RFC: Extensible pre-definition-elaboration

nomeata commented 10 months ago

Proposal

Context

Recursive function definitions are currently elaborated to a PreDefinition, which is what’s sent to the compiler/interpreter. On the way to the kernel, the PreDefinitions are grouped by strongly connected component, and then pass through Lean.Elab.addPreDefinition which turns them into non-recursive Definition suitable for the kernel.

Status quo

Currently, Lean has a few built-in modes to do this step:

Non-recursive definitions are translated straight-forwardly
unsafe definitions are turned into axioms
partial definitions are made opaque (but don’t require axioms because the result type must be Inhabited)
structurally non-mutual recursive functions are expressed using bounded recursion brec recursor of the underlying data type
well-founded recursive functions are expressed using WellFounded.fix

The code makes educated guesses: Certain annotations cause it to go for well-founded recursion, otherwise it tries structurally first and then well-founded.
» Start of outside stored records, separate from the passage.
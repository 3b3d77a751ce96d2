use anyhow::Result;
use varco::cli::{actions, actions::Action, start};

#[tokio::main]
async fn main() -> Result<()> {
    let action = start()?;

    match action {
        Action::Server { .. } => actions::server::handle(action).await?,
    }

    Ok(())
}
This also means that these strategies have a rather simple interface:

(preDefs : Array PreDefinition) : TermElabM Unit

Motivation for more strategies

There are possibly a large number of alternative ways to process a PreDefinition. Some particularly interesting ones are

Partial functions with an explicit inductive predicate for the domain of the function
Monotone functions in a CPO, where the function exists by construction, even for non-terminating equations. In particular
- Monadic functions in the Option monad (and inhabited result type)
- Tail-recursive functions with inhabited result type.
Well-founded recursion using extrinsic “termination” proof using congruence lemmas
Coinductive definitions

It’s easy to tell that I am approaching this from an Isabelle background, where all these are possible. Of course it’s not completely trivial to port them to Lean, but at least with enough Inhabited side conditions and expecting only propositional equalities I believe they can be used here, and will be useful.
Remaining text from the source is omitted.